By Helen Vause
Advertising on the internet has been like lobbing a custard pie into space and wondering what it hits. Surfers pass by but do they really notice?
Meanwhile, the net as a new medium is bolting away with much faster growth than expected, with more and more companies going on line, more consumers going on line, and very significant advertising expenditure.
A forecast of $US2 billion dollars for this year's global ad spend on the net has long been revised to be more like $US3 billion. Outside the US, New Zealanders are right up there using the net - 54 per cent have access and latest figures show about 32 per cent are using it.
Web advertisers have been able to track how many users do, and don't, click on their banner ads and get general information such as the user's country or where they've been surfing before viewing the ad message. But what's missing is more detailed demographic data and information about web surfer habits.
That's about to change with the launch of ACNielsen's NetRatings Service, the first global service for measuring the internet. With new customised software, the service will track audiences, advertising and user activity on the internet in much the same way a people-meter does for television.
NetRatings has been running in the US and Canada since earlier in the year and will be rolled out in New Zealand by the end of the first quarter of next year.
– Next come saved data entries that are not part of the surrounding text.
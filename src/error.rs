use std::fmt;

use thiserror::Error;

use crate::hw::DriverStatus;

/// Capacity of the per-handle error field, in bytes.
pub const ERROR_MESSAGE_CAPACITY: usize = 256;

#[derive(Error, Debug)]
pub enum SnapError {
    /// Rejected before any hardware call was made.
    #[error("{0}")]
    InvalidInput(String),

    /// The codec path is not compiled in or not present.
    #[error("{0}")]
    Unavailable(String),

    /// A buffer pool had nothing to hand out.
    #[error("{0}")]
    ResourceExhausted(String),

    /// A driver call returned a non-success status.
    #[error("{operation}: {status}")]
    Driver {
        operation: String,
        status: DriverStatus,
    },

    /// The wait gate expired; the hardware may still complete later.
    #[error("{0}")]
    Timeout(String),

    #[error("{0}")]
    Conversion(String),

    /// A pipeline stage failed; used by the facade to prefix the inner message.
    #[error("{stage}: {source}")]
    Stage {
        stage: &'static str,
        #[source]
        source: Box<SnapError>,
    },

    #[error("io error: {0}")]
    Io(#[from] std::io::Error),
}

impl SnapError {
    pub(crate) fn driver(operation: impl Into<String>, status: DriverStatus) -> Self {
        SnapError::Driver {
            operation: operation.into(),
            status,
        }
    }

    pub(crate) fn stage(stage: &'static str, source: SnapError) -> Self {
        SnapError::Stage {
            stage,
            source: Box::new(source),
        }
    }

    pub fn is_timeout(&self) -> bool {
        match self {
            SnapError::Timeout(_) => true,
            SnapError::Stage { source, .. } => source.is_timeout(),
            _ => false,
        }
    }

    pub fn is_unavailable(&self) -> bool {
        match self {
            SnapError::Unavailable(_) => true,
            SnapError::Stage { source, .. } => source.is_unavailable(),
            _ => false,
        }
    }
}

pub type Result<T> = std::result::Result<T, SnapError>;

/// Fixed-capacity error text owned by a pipeline handle.
///
/// Each write replaces the previous message entirely. Text longer than
/// [`ERROR_MESSAGE_CAPACITY`] bytes is cut at the last char boundary that fits.
#[derive(Clone, Default, PartialEq, Eq)]
pub struct ErrorMessage {
    text: String,
}

impl ErrorMessage {
    pub const fn new() -> Self {
        Self {
            text: String::new(),
        }
    }

    pub fn set(&mut self, message: impl fmt::Display) {
        let mut text = message.to_string();
        if text.len() > ERROR_MESSAGE_CAPACITY {
            let mut cut = ERROR_MESSAGE_CAPACITY;
            while !text.is_char_boundary(cut) {
                cut -= 1;
            }
            text.truncate(cut);
        }
        self.text = text;
    }

    pub fn clear(&mut self) {
        self.text.clear();
    }

    pub fn as_str(&self) -> &str {
        &self.text
    }

    pub fn is_empty(&self) -> bool {
        self.text.is_empty()
    }
}

impl fmt::Debug for ErrorMessage {
    fn fmt(&self, f: &mut fmt::Formatter<'_>) -> fmt::Result {
        fmt::Debug::fmt(&self.text, f)
    }
}

impl fmt::Display for ErrorMessage {
    fn fmt(&self, f: &mut fmt::Formatter<'_>) -> fmt::Result {
        f.write_str(&self.text)
    }
}
use lazy_static::lazy_static;
use parking_lot::RwLock;
use std::env;
use std::fs;
use std::path::Path;

use crate::av::Quality;

lazy_static! {
    static ref CONFIG: RwLock<Config> = RwLock::new(Config::load());
}

/// Default wait-gate timeout in milliseconds.
pub const DEFAULT_TIMEOUT_MS: u64 = 1000;

/// Default capacity of the decoder input buffer.
pub const DEFAULT_INPUT_BUFFER_SIZE: usize = 512 * 1024;

const CONFIG_PATHS: [&str; 2] = ["./h264jpeg.toml", "./config.toml"];

#[derive(Debug, Clone, PartialEq)]
pub struct Config {
    pub default_quality: u8,
    pub timeout_ms: u64,
    pub input_buffer_size: usize,
}

impl Default for Config {
    fn default() -> Self {
        Config {
            default_quality: Quality::DEFAULT.get(),
            timeout_ms: DEFAULT_TIMEOUT_MS,
            input_buffer_size: DEFAULT_INPUT_BUFFER_SIZE,
        }
    }
}

impl Config {
    fn load() -> Self {
        let mut config = Config::default();

        // Environment first, then the config file overrides it
        if let Ok(value) = env::var("H264JPEG_QUALITY") {
            config.apply("default_quality", &value);
        }
        if let Ok(value) = env::var("H264JPEG_TIMEOUT_MS") {
            config.apply("timeout_ms", &value);
        }
        if let Ok(value) = env::var("H264JPEG_INPUT_BUFFER_SIZE") {
            config.apply("input_buffer_size", &value);
        }

        for path in &CONFIG_PATHS {
            if let Ok(content) = fs::read_to_string(path) {
                log::debug!("Loading configuration from {}", path);
                config.apply_str(&content);
            }
        }

        config
    }

    /// Applies `key = value` lines; unknown keys and comments are ignored.
    pub fn apply_str(&mut self, content: &str) {
        for line in content.lines() {
            let line = line.trim();
            if line.is_empty() || line.starts_with('#') {
                continue;
            }
            if let Some((key, value)) = line.split_once('=') {
                let value = value.trim().trim_matches('"').trim_matches('\'');
                self.apply(key.trim(), value);
            }
        }
    }

    fn apply(&mut self, key: &str, value: &str) {
        match key {
            "default_quality" | "quality" => match value.parse::<i64>() {
                Ok(q) => {
                    let quality = Quality::or_default(q);
                    if i64::from(quality.get()) != q {
                        log::warn!(
                            "Configured quality {} outside 1-100, using {}",
                            q,
                            quality
                        );
                    }
                    self.default_quality = quality.get();
                }
                Err(e) => log::warn!("Ignoring quality {:?}: {}", value, e),
            },
            "timeout_ms" => match value.parse::<u64>() {
                Ok(ms) if ms > 0 => self.timeout_ms = ms,
                _ => log::warn!("Ignoring timeout_ms {:?}", value),
            },
            "input_buffer_size" => match value.parse::<usize>() {
                Ok(size) if size > 0 => self.input_buffer_size = size,
                _ => log::warn!("Ignoring input_buffer_size {:?}", value),
            },
            _ => {}
        }
    }

    pub fn reload() {
        let new_config = Config::load();
        *CONFIG.write() = new_config;
    }
}

/// Returns a snapshot of the process-wide configuration
pub fn get() -> Config {
    CONFIG.read().clone()
}

/// Re-reads environment and config files into the process-wide configuration
pub fn reload() {
    Config::reload();
}

/// Creates a default config template file if it doesn't exist
pub fn create_default_config_template<P: AsRef<Path>>(path: P) -> std::io::Result<()> {
    if !path.as_ref().exists() {
        let template = r#"# h264jpeg configuration

# JPEG quality used when none is given (1-100, out of range falls back to 85)
default_quality = 85

# Upper bound on a single hardware round trip, in milliseconds
timeout_ms = 1000

# Capacity of the decoder input buffer in bytes
input_buffer_size = 524288
"#;
        fs::write(path, template)?;
    }
    Ok(())
}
Overall, the service will be launched with an investment of $50 million to 31 countries.
Getting a far more detailed handle on the performance of the internet as a communication and advertising medium is overdue and is a very significant step forward in media and market research. Unlike with traditional media, where audience research is established, the advertisers themselves become the publishers in the direct and personal medium of the internet.
Not surprisingly, uptake of the service has been fast since it became available in the US, said Brian Milnes, managing director of ACNielsen's new service in New Zealand.
"Until now the medium has been a vacuum in terms of hard data. Yet companies have made very significant investment in it without information. Many are paying as much as a hundred thousand dollars for a good web site without having available the sort of data we have on other advertising mediums," he said.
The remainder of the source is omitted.